Paintings and photographs by four refugees who fled violence and upheaval overseas and built better lives in the United States are on display at the Vancouver Community Library.
The exhibition, “Uprooted: An Art Collection Inspired by Refugee Identity and Resilience,” can be viewed through the end of June at 901 C St.
Presenting the exhibition is Lutheran Community Services Northwest, a nonprofit agency that works with the U.S. government to resettle refugees in this region.
Lutheran Community Services encourages people to view the artworks on Monday, which is World Refugee Day, said spokesman Matt Misterek.
Artworks showing in this exhibition include photographs by Maryam Azizpour of Hazel Dell, who was profiled in The Columbian earlier this year. Azizpour’s photographs document her family’s peaceful, vibrant life in Kabul, Afghanistan, before the return of the Taliban regime last year; the family’s harrowing escape from Afghanistan; and their new life in Southwest Washington after being resettled here by Lutheran Community Services.
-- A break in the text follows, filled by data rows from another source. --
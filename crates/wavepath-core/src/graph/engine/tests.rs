use super::*;
use crate::config::{EdgeSpec, TopologyConfig};
use crate::error::WavepathError;
use crate::graph::{Endpoint, EndpointKind};

fn topology(edges: &[(&str, i64, &str)]) -> Topology {
    let specs: Vec<EdgeSpec> = edges.iter().map(|&e| EdgeSpec::from(e)).collect();
    Topology::build(&specs).unwrap()
}

fn demo() -> Topology {
    Topology::from_config(&TopologyConfig::default()).unwrap()
}

/// Test that the weight-3 detour beats the direct weight-4 edge
#[test]
fn test_shortest_prefers_lighter_detour() {
    let result = demo().shortest_path("A", "C").unwrap();

    assert!(result.found);
    assert_eq!(result.vertices, vec!["A", "B", "C"]);
    assert_eq!(result.weight, 3);
    assert_eq!(result.ticks, 3);
    assert_eq!(result.branches, 0);
}

#[test]
fn test_shortest_single_hop() {
    let result = demo().shortest_path("A", "B").unwrap();
    assert_eq!(result.vertices, vec!["A", "B"]);
    assert_eq!(result.weight, 1);
}

#[test]
fn test_same_endpoint_is_trivial_path() {
    let topology = demo();
    for result in [
        topology.shortest_path("B", "B").unwrap(),
        topology.longest_path("B", "B").unwrap(),
    ] {
        assert!(result.found);
        assert_eq!(result.vertices, vec!["B"]);
        assert_eq!(result.weight, 0);
        assert_eq!(result.ticks, 0);
    }
}

/// Test that an unreachable destination ends with "no path" instead of looping
#[test]
fn test_disconnected_pair_has_no_path() {
    let topology = topology(&[("A", 1, "B"), ("C", 1, "D")]);

    let shortest = topology.shortest_path("A", "D").unwrap();
    assert!(!shortest.found);
    assert!(shortest.vertices.is_empty());
    assert_eq!(shortest.weight, 0);

    let longest = topology.longest_path("A", "D").unwrap();
    assert!(!longest.found);
    assert!(longest.vertices.is_empty());
}

#[test]
fn test_longest_takes_cycle_over_direct_edge() {
    let topology = topology(&[("A", 2, "B"), ("B", 2, "C"), ("A", 1, "C")]);

    let longest = topology.longest_path("A", "C").unwrap();
    assert_eq!(longest.vertices, vec!["A", "B", "C"]);
    assert_eq!(longest.weight, 4);
    assert_eq!(longest.branches, 1);

    let shortest = topology.shortest_path("A", "C").unwrap();
    assert_eq!(shortest.vertices, vec!["A", "C"]);
    assert_eq!(shortest.weight, 1);
}

#[test]
fn test_longest_prefers_alternate_longer_route() {
    let topology = topology(&[
        ("A", 2, "B"),
        ("B", 2, "C"),
        ("A", 1, "C"),
        ("A", 3, "D"),
        ("D", 4, "C"),
    ]);

    let longest = topology.longest_path("A", "C").unwrap();
    assert_eq!(longest.vertices, vec!["A", "D", "C"]);
    assert_eq!(longest.weight, 7);
}

#[test]
fn test_diamond_shortest_and_longest_disagree() {
    let topology = topology(&[("A", 1, "B"), ("B", 1, "D"), ("A", 5, "C"), ("C", 5, "D")]);

    let shortest = topology.shortest_path("A", "D").unwrap();
    assert_eq!(shortest.vertices, vec!["A", "B", "D"]);
    assert_eq!(shortest.weight, 2);

    let longest = topology.longest_path("A", "D").unwrap();
    assert_eq!(longest.vertices, vec!["A", "C", "D"]);
    assert_eq!(longest.weight, 10);
}

/// Test that equal-weight routes resolve to the first one found
#[test]
fn test_longest_tie_keeps_first_found() {
    let topology = topology(&[("A", 1, "B"), ("B", 1, "D"), ("A", 1, "C"), ("C", 1, "D")]);

    let longest = topology.longest_path("A", "D").unwrap();
    assert_eq!(longest.vertices, vec!["A", "B", "D"]);
    assert_eq!(longest.weight, 2);
    assert_eq!(longest.branches, 1);
}

#[test]
fn test_shortest_tie_keeps_first_arrival() {
    let topology = topology(&[("A", 1, "B"), ("B", 1, "D"), ("A", 1, "C"), ("C", 1, "D")]);

    let shortest = topology.shortest_path("A", "D").unwrap();
    assert_eq!(shortest.vertices, vec!["A", "B", "D"]);
    assert_eq!(shortest.ticks, 2);
}

/// Test that a fork carries fresh copies of edges the primary is still spending
#[test]
fn test_fork_continues_with_fresh_edges() {
    let topology = topology(&[("A", 1, "B"), ("A", 1, "X"), ("B", 1, "X"), ("X", 5, "D")]);

    let longest = topology.longest_path("A", "D").unwrap();
    assert_eq!(longest.vertices, vec!["A", "B", "X", "D"]);
    assert_eq!(longest.weight, 7);
    assert_eq!(longest.branches, 2);
}

/// Test that an edge spent from both sides is lost to every branch
#[test]
fn test_longest_shared_edge_spent_from_both_sides() {
    let topology = topology(&[("A", 3, "B"), ("A", 1, "C"), ("B", 1, "C"), ("C", 1, "D")]);

    // A-B-C-D (weight 5) is a simple path, but A and B spend A-B from both
    // ends and the branch that finally crosses it is heading back to A.
    let longest = topology.longest_path("A", "D").unwrap();
    assert_eq!(longest.vertices, vec!["A", "C", "D"]);
    assert_eq!(longest.weight, 2);
}

#[test]
fn test_queries_do_not_disturb_each_other() {
    let topology = topology(&[("A", 2, "B"), ("B", 2, "C"), ("A", 1, "C")]);

    let first = topology.shortest_path("A", "C").unwrap();
    let longest = topology.longest_path("A", "C").unwrap();
    let second = topology.shortest_path("A", "C").unwrap();
    let longest_again = topology.longest_path("A", "C").unwrap();

    assert_eq!(first, second);
    assert_eq!(longest, longest_again);
}

#[test]
fn test_vertex_handles_match_ids() {
    let topology = demo();
    let a = topology.vertex("A").unwrap();
    let c = topology.vertex("C").unwrap();

    assert_eq!(
        topology.shortest_path(a, c).unwrap(),
        topology.shortest_path("A", "C").unwrap()
    );
    assert_eq!(
        topology.longest_path(&a, &c).unwrap(),
        topology.longest_path(String::from("A"), String::from("C")).unwrap()
    );
}

#[test]
fn test_mixed_endpoint_kinds_fail_without_side_effects() {
    let topology = demo();
    let c = topology.vertex("C").unwrap();

    let err = topology
        .shortest_path(Endpoint::from("A"), Endpoint::from(c))
        .unwrap_err();
    assert!(matches!(
        err,
        WavepathError::TypeMismatch {
            from: EndpointKind::Id,
            to: EndpointKind::Vertex
        }
    ));

    assert_eq!(topology.vertex_count(), 3);
    assert_eq!(topology.shortest_path("A", "C").unwrap().weight, 3);
}

#[test]
fn test_unknown_vertex_is_not_created() {
    let topology = demo();
    let err = topology.longest_path("A", "Z").unwrap_err();
    assert!(matches!(err, WavepathError::VertexNotFound { ref id } if id == "Z"));
    assert!(!topology.contains("Z"));
}

#[test]
fn test_path_by_mode() {
    let topology = demo();
    assert_eq!(
        topology.path(SearchMode::Longest, "A", "C").unwrap().weight,
        4
    );
    assert_eq!(
        topology.path(SearchMode::Shortest, "A", "C").unwrap().weight,
        3
    );
}

/// Test that one propagation step retires the crossed edge on both endpoints
#[test]
fn test_propagate_retires_crossed_edge() {
    let topology = demo();
    let mut simulation = Simulation::new(&topology, SearchMode::Shortest);
    let a = simulation.seed(topology.key_of("A").unwrap());
    let b = simulation.arena.primary(topology.key_of("B").unwrap());
    let a_b = simulation.arena.vertex(a).live_edges()[0];

    let reached = simulation.propagate(a);

    assert_eq!(reached, vec![b, a]);
    assert!(!simulation.arena.vertex(a).live_edges().contains(&a_b));
    assert!(!simulation.arena.vertex(b).live_edges().contains(&a_b));
    assert_eq!(
        simulation.arena.vertex(b).trail().map(Trail::weight),
        Some(1)
    );
}

#[test]
fn test_propagate_drops_exhausted_vertex() {
    let topology = topology(&[("A", 1, "B")]);
    let mut simulation = Simulation::new(&topology, SearchMode::Shortest);
    let a = simulation.seed(topology.key_of("A").unwrap());

    let reached = simulation.propagate(a);
    assert_eq!(reached.len(), 1);
    assert!(!simulation.arena.vertex(a).has_live_edges());
}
Also showing are: Akram Sarraj of Beaverton, Ore., a professional artist who came to the U.S. in 2013 after fleeing terrorism in his home of Mosul, Iraq; Mahshid Erfanfard of Portland, who fled Iran, spent five years in a Pacific island camp for asylum-seekers and finally came to the U.S., where she works as a case manager for Lutheran Community Services; and Luba Gonina of Lake Oswego, Ore., who came to the U.S. as a refugee from Ukraine in 1990, when it was part of the Soviet Union, and now works with Lutheran Community Services as an art therapist.